Table of contents
(1) The basic concept of thread
(5) Comparison between threads and processes
(1) The basic concept of thread
We know that the introduction of processes is to enable multi-programs to execute concurrently, improve resource utilization and system throughput; and the introduction of threads is to reduce the time and space overhead of concurrent execution of programs and improve the concurrency performance of the operating system .

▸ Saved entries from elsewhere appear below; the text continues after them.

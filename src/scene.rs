//! Addressed tokenization of scene configuration files
//!
//! Scene files are YAML-like declarative documents that embed two sub-languages as
//! values: shader source at fixed structural positions under `styles`, and
//! scripting function literals wherever the document model says a value is one.
//! This module is the engine an editor drives once per line: it keeps the
//! hierarchical key address current from indentation alone, emits addressed nodes
//! for folding and click targets, and swaps the active grammar mid-document
//! without a full re-parse.
//!
//! The pieces, leaf-first:
//!
//! - [`address`]: the delimiter-joined key-path representation.
//! - [`node`]: the addressed node and source-range data model.
//! - [`state`]: the per-document incremental state the host editor clones.
//! - [`document`]: the content-lookup collaborator seam.
//! - [`classify`]: semantic predicates over addresses.
//! - [`flow`]: the single-line `{...}` structure parser.
//! - [`resolver`]: the per-line key-stack and addressing machine.
//! - [`grammars`]: the host, shader and script line lexers.
//! - [`dispatch`]: the grammar-switching entry point.

pub mod address;
pub mod classify;
pub mod dispatch;
pub mod document;
pub mod flow;
pub mod grammars;
pub mod node;
pub mod resolver;
pub mod state;

pub use address::Address;
pub use dispatch::{Token, Tokenizer, TokenizerConfig};
pub use document::{ContentLookup, NoDocument, YamlDocument};
pub use node::{Node, Pos, Range};
pub use state::{EmbeddedState, GrammarMode, ParserState};
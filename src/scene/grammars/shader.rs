//! Shader-source grammar
//!
//! Tokenizes lines of shader block values: preprocessor directives, comments,
//! storage and type keywords, numbers, identifiers, operators and punctuation.
//! Block comments are recognized only when they close on the same line; an
//! unterminated opener is dropped with the rest of the unmatched characters.

use logos::Logos;
use serde::Serialize;

/// All tokens of the shader-source grammar.
#[derive(Logos, Debug, Clone, PartialEq, Eq, Serialize)]
pub enum ShaderToken {
    #[regex(r"#[^\n]*")]
    Preprocessor,

    #[regex(r"//[^\n]*", priority = 5)]
    LineComment,

    #[regex(r"/\*[^*]*\*+([^/*][^*]*\*+)*/", priority = 5)]
    BlockComment,

    #[regex(
        r"uniform|varying|attribute|const|precision|highp|mediump|lowp|void|float|int|bool|vec2|vec3|vec4|mat2|mat3|mat4|sampler2D|samplerCube|if|else|for|while|return|break|continue|discard|struct|in|out|inout|true|false",
        priority = 5
    )]
    Keyword,

    #[regex(r"[0-9]+\.?[0-9]*|\.[0-9]+")]
    Number,

    #[regex(r"[A-Za-z_][A-Za-z0-9_]*", priority = 2)]
    Identifier,

    #[regex(r"[+\-*/%=<>!&|^?:~]+", priority = 3)]
    Operator,

    #[regex(r"[(){}\[\];,.]")]
    Punctuation,

    #[regex(r"[ \t]+")]
    Whitespace,
}

/// Tokenize one line with location information. Spans are byte offsets.
pub fn tokenize(line: &str) -> Vec<(ShaderToken, std::ops::Range<usize>)> {
    let mut lexer = ShaderToken::lexer(line);
    let mut tokens = Vec::new();

    while let Some(result) = lexer.next() {
        if let Ok(token) = result {
            tokens.push((token, lexer.span()));
        }
    }

    tokens
}

#[cfg(test)]
mod tests {
    use super::*;

    fn kinds(line: &str) -> Vec<ShaderToken> {
        tokenize(line).into_iter().map(|(t, _)| t).collect()
    }

    #[test]
    fn test_assignment_line() {
        assert_eq!(
            kinds("color.rgb = vec3(0.5);"),
            vec![
                ShaderToken::Identifier,
                ShaderToken::Punctuation,
                ShaderToken::Identifier,
                ShaderToken::Whitespace,
                ShaderToken::Operator,
                ShaderToken::Whitespace,
                ShaderToken::Keyword,
                ShaderToken::Punctuation,
                ShaderToken::Number,
                ShaderToken::Punctuation,
                ShaderToken::Punctuation,
            ]
        );
    }

    #[test]
    fn test_declaration_and_preprocessor() {
        assert_eq!(
            kinds("uniform float u_time;"),
            vec![
                ShaderToken::Keyword,
                ShaderToken::Whitespace,
                ShaderToken::Keyword,
                ShaderToken::Whitespace,
                ShaderToken::Identifier,
                ShaderToken::Punctuation,
            ]
        );
        assert_eq!(kinds("#ifdef GL_ES"), vec![ShaderToken::Preprocessor]);
    }

    #[test]
    fn test_comments_win_over_operators() {
        assert_eq!(kinds("// trailing note"), vec![ShaderToken::LineComment]);
        assert_eq!(
            kinds("x /* mid */ y"),
            vec![
                ShaderToken::Identifier,
                ShaderToken::Whitespace,
                ShaderToken::BlockComment,
                ShaderToken::Whitespace,
                ShaderToken::Identifier,
            ]
        );
    }

    #[test]
    fn test_float_shapes() {
        assert_eq!(kinds(".5"), vec![ShaderToken::Number]);
        assert_eq!(kinds("1."), vec![ShaderToken::Number]);
        assert_eq!(kinds("10.25"), vec![ShaderToken::Number]);
    }

    #[test]
    fn test_keyword_is_not_an_identifier_prefix_match() {
        assert_eq!(kinds("floating"), vec![ShaderToken::Identifier]);
        assert_eq!(kinds("float"), vec![ShaderToken::Keyword]);
    }
}
//! Mode dispatch
//!
//!     The dispatcher is the per-line entry point the host editor calls. Each call
//!     first refreshes the addressing state through the resolver, then decides which
//!     grammar owns the line, then delegates character tokenization to that grammar.
//!
//!     The decision is a three-state machine keyed on semantic classification of the
//!     freshly computed address. From the host grammar, a line whose address names a
//!     shader block (or whose value classifies as a function literal through the
//!     document model) switches to the matching embedded grammar, provided the line
//!     is not a bare block-string marker and its value starts strictly after the key.
//!     On the switching line itself the host grammar still owns the key and
//!     separator; the embedded grammar takes over from the value onward, and owns
//!     whole lines from there. The embedded state ends the moment the address stops
//!     classifying, and that line is already tokenized by the host grammar again.
//!
//!     Every decision is a pure function of the line text and the incoming state, so
//!     re-tokenizing an unmodified line from a cloned state reproduces identical
//!     output. The host editor relies on that for incremental re-highlighting.

use serde::{Deserialize, Serialize};

use super::classify;
use super::document::ContentLookup;
use super::grammars::{host, script, shader, HostToken, ScriptToken, ShaderToken};
use super::resolver::{self, LineProfile};
use super::state::{EmbeddedState, GrammarMode, ParserState};

/// A token from whichever grammar owned its span.
#[derive(Debug, Clone, PartialEq, Eq, Serialize)]
pub enum Token {
    Host(HostToken),
    Shader(ShaderToken),
    Script(ScriptToken),
}

/// Tokenizer settings. The indent unit is the number of columns that make one
/// indentation level.
#[derive(Debug, Clone, Copy, PartialEq, Eq, Deserialize)]
#[serde(default)]
pub struct TokenizerConfig {
    pub indent_unit: usize,
}

impl Default for TokenizerConfig {
    fn default() -> Self {
        TokenizerConfig { indent_unit: 4 }
    }
}

/// The per-document tokenizer: configuration plus the document-model collaborator
/// used for script classification.
pub struct Tokenizer<'m, L: ContentLookup + ?Sized> {
    lookup: &'m L,
    config: TokenizerConfig,
}

impl<'m, L: ContentLookup + ?Sized> Tokenizer<'m, L> {
    pub fn new(lookup: &'m L) -> Self {
        Tokenizer {
            lookup,
            config: TokenizerConfig::default(),
        }
    }

    pub fn with_config(lookup: &'m L, config: TokenizerConfig) -> Self {
        Tokenizer { lookup, config }
    }

    /// Fresh state for the start of a document.
    pub fn start_state(&self) -> ParserState {
        ParserState::new()
    }

    /// Tokenize one line, advancing `state`. Returns the line's tokens with byte
    /// spans; the line's addressed nodes are left in `state.nodes`.
    pub fn tokenize_line(
        &self,
        raw_line: &str,
        state: &mut ParserState,
    ) -> Vec<(Token, std::ops::Range<usize>)> {
        let line = raw_line.trim_end_matches(|c| c == '\n' || c == '\r');
        let line_no = state.line;
        let profile = resolver::resolve_line(line, state, self.config.indent_unit);
        let address = state.address();
        let bare_marker = is_bare_block_marker(line);

        match state.mode {
            GrammarMode::Host => {
                let enterable = !bare_marker && value_after_key(line, &profile);
                if enterable && classify::is_shader_block(address.as_str()) {
                    state.mode = GrammarMode::Shader(EmbeddedState {
                        base_indent: profile.indent_width,
                        line: line_no,
                    });
                    split_tokens(line, &profile, embed_shader)
                } else if enterable && classify::is_script_value(address.as_str(), self.lookup) {
                    state.mode = GrammarMode::Script(EmbeddedState {
                        base_indent: profile.indent_width,
                        line: line_no,
                    });
                    split_tokens(line, &profile, embed_script)
                } else {
                    host_tokens(line)
                }
            }
            GrammarMode::Shader(embedded) => {
                if classify::is_shader_block(address.as_str()) && !bare_marker {
                    state.mode = GrammarMode::Shader(EmbeddedState { line: line_no, ..embedded });
                    embed_shader(line, 0)
                } else {
                    state.mode = GrammarMode::Host;
                    host_tokens(line)
                }
            }
            GrammarMode::Script(embedded) => {
                if classify::is_script_value(address.as_str(), self.lookup) && !bare_marker {
                    state.mode = GrammarMode::Script(EmbeddedState { line: line_no, ..embedded });
                    embed_script(line, 0)
                } else {
                    state.mode = GrammarMode::Host;
                    host_tokens(line)
                }
            }
        }
    }

    /// Drive a whole source text through the tokenizer, line by line. Returns the
    /// per-line token lists and the final state.
    pub fn tokenize_document(
        &self,
        source: &str,
    ) -> (Vec<Vec<(Token, std::ops::Range<usize>)>>, ParserState) {
        let mut state = self.start_state();
        let mut lines = Vec::new();
        for line in source.lines() {
            lines.push(self.tokenize_line(line, &mut state));
        }
        (lines, state)
    }
}

/// A line whose whole content is the block-string marker.
fn is_bare_block_marker(line: &str) -> bool {
    line.trim() == "|"
}

/// Whether the line's value starts strictly after a key token. Lines with no key
/// qualify when their content is indented off column zero, so re-highlighting
/// that starts inside an embedded span can re-enter it.
fn value_after_key(line: &str, profile: &LineProfile) -> bool {
    match profile.value_start {
        Some(_) => true,
        None => !profile.blank && line.starts_with([' ', '\t']),
    }
}

fn host_tokens(line: &str) -> Vec<(Token, std::ops::Range<usize>)> {
    host::tokenize(line)
        .into_iter()
        .map(|(token, span)| (Token::Host(token), span))
        .collect()
}

fn embed_shader(line: &str, from: usize) -> Vec<(Token, std::ops::Range<usize>)> {
    shader::tokenize(&line[from..])
        .into_iter()
        .map(|(token, span)| (Token::Shader(token), span.start + from..span.end + from))
        .collect()
}

fn embed_script(line: &str, from: usize) -> Vec<(Token, std::ops::Range<usize>)> {
    script::tokenize(&line[from..])
        .into_iter()
        .map(|(token, span)| (Token::Script(token), span.start + from..span.end + from))
        .collect()
}

/// On the line that enters an embedded grammar, the host grammar keeps the key
/// and separator and the embedded grammar takes the value remainder.
fn split_tokens(
    line: &str,
    profile: &LineProfile,
    embed: fn(&str, usize) -> Vec<(Token, std::ops::Range<usize>)>,
) -> Vec<(Token, std::ops::Range<usize>)> {
    match profile.value_start {
        Some(from) => {
            let mut tokens = host_tokens(&line[..from]);
            tokens.extend(embed(line, from));
            tokens
        }
        None => embed(line, 0),
    }
}
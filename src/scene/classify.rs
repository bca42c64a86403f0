//! Semantic classification of addresses
//!
//!     Grammar switching is keyed on what an address *means*, not on what the line
//!     looks like. Shader blocks live at a fixed structural position: under the
//!     top-level `styles` key, beneath a `shaders:blocks` path, named by one of six
//!     reserved block names. Script values can appear anywhere a value is a function
//!     literal, so that classification has to read the current content through the
//!     document-model collaborator.
//!
//!     All predicates here are total. A lookup that fails, an address that resolves
//!     to nothing, a value that is not text: every failure mode classifies as "not
//!     embedded" and tokenization carries on in the host grammar.

use once_cell::sync::Lazy;
use regex::Regex;

use super::address::{keys_from_address, Address};
use super::document::ContentLookup;

/// The top-level key under which shader blocks live.
pub const SHADER_ROOT_KEY: &str = "styles";

/// The six reserved shader block names.
pub const SHADER_BLOCK_NAMES: [&str; 6] =
    ["global", "width", "position", "normal", "color", "filter"];

/// Opening shape of a scripting function literal, tolerant of a leading
/// block-string marker and surrounding whitespace.
static SCRIPT_OPENING: Lazy<Regex> = Lazy::new(|| {
    Regex::new(r"^\s*(\|\s*)?function\s*\([^)]*\)\s*\{").expect("script opening pattern compiles")
});

/// True iff `address` names a shader block: `styles:<name>:shaders:blocks:<block>`
/// with `<block>` one of the six reserved names.
pub fn is_shader_block(address: &str) -> bool {
    let keys = keys_from_address(address);
    keys.len() == 5
        && keys[0] == SHADER_ROOT_KEY
        && keys[2] == "shaders"
        && keys[3] == "blocks"
        && SHADER_BLOCK_NAMES.contains(&keys[4].as_str())
}

fn is_named_block(address: &str, name: &str) -> bool {
    is_shader_block(address) && address.ends_with(name)
}

pub fn is_global_block(address: &str) -> bool {
    is_named_block(address, "global")
}

pub fn is_width_block(address: &str) -> bool {
    is_named_block(address, "width")
}

pub fn is_position_block(address: &str) -> bool {
    is_named_block(address, "position")
}

pub fn is_normal_block(address: &str) -> bool {
    is_named_block(address, "normal")
}

pub fn is_color_block(address: &str) -> bool {
    is_named_block(address, "color")
}

pub fn is_filter_block(address: &str) -> bool {
    is_named_block(address, "filter")
}

/// True iff the current content at `address` opens a scripting function literal.
///
/// Reads the value through the document-model collaborator; an unresolvable
/// address is never an error, it is a negative classification.
pub fn is_script_value<L: ContentLookup + ?Sized>(address: &str, lookup: &L) -> bool {
    match lookup.lookup(&Address::new(address)) {
        Some(content) => SCRIPT_OPENING.is_match(&content),
        None => false,
    }
}

#[cfg(test)]
mod tests {
    use super::*;
    use crate::scene::document::NoDocument;
    use rstest::rstest;

    #[rstest]
    #[case("styles:foo:shaders:blocks:color", true)]
    #[case("styles:foo:shaders:blocks:global", true)]
    #[case("styles:foo:shaders:blocks:filter", true)]
    #[case("styles:foo:bar:color", false)]
    #[case("layers:foo:shaders:blocks:color", false)]
    #[case("styles:foo:shaders:blocks:fragment", false)]
    #[case("styles:foo:shaders:blocks:color:extra", false)]
    #[case("", false)]
    fn test_shader_block_classification(#[case] address: &str, #[case] expected: bool) {
        assert_eq!(is_shader_block(address), expected);
    }

    #[test]
    fn test_suffix_variants_test_one_block_each() {
        let address = "styles:foo:shaders:blocks:normal";
        assert!(is_normal_block(address));
        assert!(!is_color_block(address));
        assert!(!is_global_block(address));
        assert!(!is_width_block(address));
        assert!(!is_position_block(address));
        assert!(!is_filter_block(address));
    }

    struct FixedContent(&'static str);

    impl ContentLookup for FixedContent {
        fn lookup(&self, _address: &Address) -> Option<String> {
            Some(self.0.to_string())
        }
    }

    #[rstest]
    #[case("function () { return 1; }", true)]
    #[case("|\n    function (feature) { return feature.name; }", true)]
    #[case("  function(a, b) {", true)]
    #[case("function", false)]
    #[case("global.lighten(color)", false)]
    #[case("", false)]
    fn test_script_opening_pattern(#[case] content: &'static str, #[case] expected: bool) {
        assert_eq!(is_script_value("layers:roads:draw:color", &FixedContent(content)), expected);
    }

    #[test]
    fn test_lookup_failure_is_negative() {
        assert!(!is_script_value("layers:roads:draw:color", &NoDocument));
    }
}
//! Host grammar for scene-file lines
//!
//! Tokenizes the declarative format itself: keys and separators, comments, anchors
//! and alias references (the minimal subset the format uses), quoted strings,
//! numbers, booleans, block-string markers and flow punctuation. Characters that
//! fit no token are dropped, which leaves them unstyled rather than breaking the
//! line.

use logos::Logos;
use serde::Serialize;

/// All tokens of the scene-file grammar.
#[derive(Logos, Debug, Clone, PartialEq, Eq, Serialize)]
pub enum HostToken {
    #[regex(r"#[^\n]*")]
    Comment,

    #[token(":")]
    Separator,

    // Sequence-entry marker; longer scalars and negative numbers win over it
    #[token("-", priority = 4)]
    Dash,

    #[regex(r"&[^ \t\n]+")]
    Anchor,

    #[regex(r"\*[^ \t\n]+")]
    Alias,

    #[token("|")]
    BlockMarker,

    #[token("{")]
    FlowOpen,

    #[token("}")]
    FlowClose,

    #[token("[")]
    SeqOpen,

    #[token("]")]
    SeqClose,

    #[token(",")]
    Comma,

    #[regex(r#""([^"\\]|\\.)*""#)]
    DoubleQuoted,

    #[regex(r"'[^']*'")]
    SingleQuoted,

    #[regex(r"-?[0-9]+(\.[0-9]*)?([eE][+-]?[0-9]+)?", priority = 5)]
    Number,

    #[regex(r"true|false", priority = 5)]
    Boolean,

    // Plain scalars share the key character set plus nothing else; keys are just
    // scalars in front of a separator
    #[regex(r"[A-Za-z0-9_\-/.]+", priority = 2)]
    Scalar,

    #[regex(r"[ \t]+")]
    Whitespace,
}

/// Tokenize one line with location information.
///
/// Spans are byte offsets into the line. Characters no token covers are skipped.
pub fn tokenize(line: &str) -> Vec<(HostToken, std::ops::Range<usize>)> {
    let mut lexer = HostToken::lexer(line);
    let mut tokens = Vec::new();

    while let Some(result) = lexer.next() {
        if let Ok(token) = result {
            tokens.push((token, lexer.span()));
        }
    }

    tokens
}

Def: A thread is an entity in a process. It is the smallest unit that can perform operation scheduling in the operating system. It consists of a thread ID, a program counter, a register set, and a stack. Multiple threads can run concurrently in a process, and each thread can perform different tasks in parallel, and a thread can also create and revoke another thread.
Therefore, after the thread is introduced, the process is only used as an independent unit with resources , and the thread is used as the basic unit of processor scheduling and allocation .
(2) Attributes of threads
①Light entity. Entities in threads basically do not own system resources, but only have a few essential resources that can ensure their independent operation. Like a process, the thread control block is the unique identifier of the thread control operation. Since the thread is very "light", the switching of the thread is very fast and the overhead is small (in the same process).
② The basic unit of independent scheduling and dispatching. In a multi-threaded OS, a thread is the basic unit that can run independently, and thus is also the basic unit of independent scheduling and dispatch.
③ It can be executed concurrently. Multiple threads in a process can be executed concurrently, and even all threads in a process can be executed concurrently ; similarly, threads in different processes can also be executed concurrently , making full use of the ability of the processor and peripheral devices to work in parallel.
④ Shared process resources. All threads in the same process can share the resources owned by the process. In the same process, all threads have the same address space (the address space of the process), that is, the thread can access every virtual address in the address space; at the same time, it can also access the opened files, timers, and semaphore mechanisms owned by the process. Since threads in the same process share memory and files, threads do not need to call the kernel to communicate with each other.
(3) Implementation of threads
① User-level thread ULT
A user-level thread refers to a thread that does not depend on the operating system core and is controlled by the application process using the thread library to provide functions for creating, synchronizing, scheduling, and managing threads . Since the maintenance of user-level threads is completed by the application process, the operating system kernel does not need to know the existence of user-level threads, so it can be used for multi-process operating systems or single-user operating systems that do not support kernel-level threads. User-level thread switching does not require kernel privileges, nor does it require user mode/kernel mode switching, so it is extremely fast. Of course, since the operating system kernel is unaware of the existence of user threads, when a thread blocks, the entire process must wait . At this time, the processor time slice is allocated to the process. When there are multiple threads in the process, the execution time of each thread is relatively reduced.
②Kernel-level thread KTL
Kernel-level threads refer to threads that depend on the kernel and are created and revoked by the operating system kernel. In an operating system that supports kernel-level threads, the kernel maintains context information of processes and threads and completes thread switching. When a kernel-level thread is blocked due to an I/O operation, it will not affect the operation of other threads. Only kernel-level threads are the unit of processor allocation.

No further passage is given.